_TO DO_
Copy each line of the records that holds the string "ensure".

DATA SUPPLIED below:

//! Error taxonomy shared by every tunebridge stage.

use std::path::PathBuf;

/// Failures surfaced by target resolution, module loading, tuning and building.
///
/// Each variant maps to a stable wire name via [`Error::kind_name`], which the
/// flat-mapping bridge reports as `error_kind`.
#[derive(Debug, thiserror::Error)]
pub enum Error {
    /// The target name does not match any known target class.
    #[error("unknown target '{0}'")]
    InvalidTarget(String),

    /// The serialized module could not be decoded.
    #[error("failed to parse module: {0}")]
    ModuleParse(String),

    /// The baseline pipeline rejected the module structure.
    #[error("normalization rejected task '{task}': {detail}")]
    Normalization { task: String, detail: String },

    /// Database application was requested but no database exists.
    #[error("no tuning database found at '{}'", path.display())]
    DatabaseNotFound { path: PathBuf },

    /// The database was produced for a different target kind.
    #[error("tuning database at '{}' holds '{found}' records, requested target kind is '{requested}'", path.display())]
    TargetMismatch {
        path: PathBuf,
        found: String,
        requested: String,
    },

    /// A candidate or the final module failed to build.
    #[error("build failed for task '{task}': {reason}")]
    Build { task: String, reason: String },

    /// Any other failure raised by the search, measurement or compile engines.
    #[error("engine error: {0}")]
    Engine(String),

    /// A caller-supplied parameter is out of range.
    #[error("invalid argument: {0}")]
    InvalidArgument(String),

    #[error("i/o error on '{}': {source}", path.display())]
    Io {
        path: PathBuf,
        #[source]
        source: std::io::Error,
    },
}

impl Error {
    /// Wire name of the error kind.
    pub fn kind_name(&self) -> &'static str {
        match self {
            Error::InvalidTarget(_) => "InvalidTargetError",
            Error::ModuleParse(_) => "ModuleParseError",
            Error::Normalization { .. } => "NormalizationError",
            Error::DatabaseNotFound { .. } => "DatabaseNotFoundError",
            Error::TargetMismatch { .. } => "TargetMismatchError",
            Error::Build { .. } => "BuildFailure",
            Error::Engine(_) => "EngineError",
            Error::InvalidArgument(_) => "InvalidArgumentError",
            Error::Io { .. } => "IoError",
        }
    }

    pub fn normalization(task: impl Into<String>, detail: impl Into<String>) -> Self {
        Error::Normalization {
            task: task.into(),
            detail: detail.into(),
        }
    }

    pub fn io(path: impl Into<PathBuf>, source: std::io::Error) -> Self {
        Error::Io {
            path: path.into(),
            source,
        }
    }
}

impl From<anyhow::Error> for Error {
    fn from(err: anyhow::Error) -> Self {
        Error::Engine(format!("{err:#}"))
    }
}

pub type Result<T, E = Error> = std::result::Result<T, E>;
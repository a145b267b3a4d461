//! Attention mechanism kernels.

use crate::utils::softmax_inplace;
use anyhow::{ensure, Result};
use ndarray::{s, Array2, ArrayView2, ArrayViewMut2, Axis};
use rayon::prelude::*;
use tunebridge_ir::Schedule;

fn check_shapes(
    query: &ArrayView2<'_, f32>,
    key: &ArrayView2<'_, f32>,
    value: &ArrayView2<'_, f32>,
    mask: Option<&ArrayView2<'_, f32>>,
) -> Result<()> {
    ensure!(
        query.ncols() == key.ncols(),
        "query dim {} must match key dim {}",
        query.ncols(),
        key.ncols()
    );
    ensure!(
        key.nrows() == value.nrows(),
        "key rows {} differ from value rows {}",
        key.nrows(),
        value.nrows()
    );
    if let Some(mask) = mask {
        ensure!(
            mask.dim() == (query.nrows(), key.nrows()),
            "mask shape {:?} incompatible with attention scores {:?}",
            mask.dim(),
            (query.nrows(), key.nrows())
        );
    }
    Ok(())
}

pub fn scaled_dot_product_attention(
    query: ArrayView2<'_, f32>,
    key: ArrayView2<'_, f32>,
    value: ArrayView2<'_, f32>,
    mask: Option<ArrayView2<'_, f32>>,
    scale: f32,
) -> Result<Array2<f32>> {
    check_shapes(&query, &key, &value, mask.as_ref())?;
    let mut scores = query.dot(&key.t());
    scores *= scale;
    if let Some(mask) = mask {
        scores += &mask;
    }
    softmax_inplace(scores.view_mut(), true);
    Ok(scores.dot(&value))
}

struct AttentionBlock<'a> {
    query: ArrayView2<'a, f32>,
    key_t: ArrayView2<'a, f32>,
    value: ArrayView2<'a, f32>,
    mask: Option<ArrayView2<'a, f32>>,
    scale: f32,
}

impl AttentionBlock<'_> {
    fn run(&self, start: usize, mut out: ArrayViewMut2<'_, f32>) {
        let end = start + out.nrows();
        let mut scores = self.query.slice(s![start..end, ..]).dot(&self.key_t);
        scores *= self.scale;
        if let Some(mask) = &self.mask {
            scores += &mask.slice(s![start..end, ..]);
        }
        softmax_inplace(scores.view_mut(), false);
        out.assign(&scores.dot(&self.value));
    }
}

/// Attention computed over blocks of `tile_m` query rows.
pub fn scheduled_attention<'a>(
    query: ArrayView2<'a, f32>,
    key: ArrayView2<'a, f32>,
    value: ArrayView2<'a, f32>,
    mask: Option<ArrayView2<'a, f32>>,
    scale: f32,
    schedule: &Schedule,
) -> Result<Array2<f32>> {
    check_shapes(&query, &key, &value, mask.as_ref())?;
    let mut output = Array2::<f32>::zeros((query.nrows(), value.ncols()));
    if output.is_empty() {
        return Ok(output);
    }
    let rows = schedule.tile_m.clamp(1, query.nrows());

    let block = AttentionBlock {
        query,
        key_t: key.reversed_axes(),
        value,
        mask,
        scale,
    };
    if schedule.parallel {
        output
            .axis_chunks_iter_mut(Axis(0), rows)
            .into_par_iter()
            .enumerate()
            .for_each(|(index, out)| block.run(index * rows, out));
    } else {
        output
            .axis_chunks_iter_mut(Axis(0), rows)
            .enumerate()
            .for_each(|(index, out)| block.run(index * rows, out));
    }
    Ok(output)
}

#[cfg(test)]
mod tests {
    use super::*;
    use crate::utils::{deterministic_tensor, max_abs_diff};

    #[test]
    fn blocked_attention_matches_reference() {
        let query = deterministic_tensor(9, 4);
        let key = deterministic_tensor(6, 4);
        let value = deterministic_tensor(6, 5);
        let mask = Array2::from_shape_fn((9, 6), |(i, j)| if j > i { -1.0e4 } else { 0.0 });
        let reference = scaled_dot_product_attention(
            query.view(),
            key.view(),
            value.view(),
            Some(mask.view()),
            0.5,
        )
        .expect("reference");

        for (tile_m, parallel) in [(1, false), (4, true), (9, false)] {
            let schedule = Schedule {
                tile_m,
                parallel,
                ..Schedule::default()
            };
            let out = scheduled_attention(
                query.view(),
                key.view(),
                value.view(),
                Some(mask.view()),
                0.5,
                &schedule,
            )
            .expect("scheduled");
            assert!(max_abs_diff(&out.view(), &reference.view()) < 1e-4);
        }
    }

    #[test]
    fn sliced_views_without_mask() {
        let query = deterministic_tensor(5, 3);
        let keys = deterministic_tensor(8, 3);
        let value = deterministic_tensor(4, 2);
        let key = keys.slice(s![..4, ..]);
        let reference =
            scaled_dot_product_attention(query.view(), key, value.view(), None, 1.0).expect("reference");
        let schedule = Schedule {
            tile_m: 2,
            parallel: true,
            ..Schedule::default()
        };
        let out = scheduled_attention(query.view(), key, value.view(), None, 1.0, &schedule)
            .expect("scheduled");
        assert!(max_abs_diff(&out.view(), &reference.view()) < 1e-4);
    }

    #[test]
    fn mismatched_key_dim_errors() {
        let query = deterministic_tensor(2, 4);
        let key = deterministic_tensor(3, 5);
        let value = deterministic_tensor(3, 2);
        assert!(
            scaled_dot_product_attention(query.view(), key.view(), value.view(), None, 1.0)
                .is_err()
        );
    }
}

End of DATA SUPPLIED.

_SOLVED EXERCISE_
use anyhow::{ensure, Result};
    ensure!(
    ensure!(
        ensure!(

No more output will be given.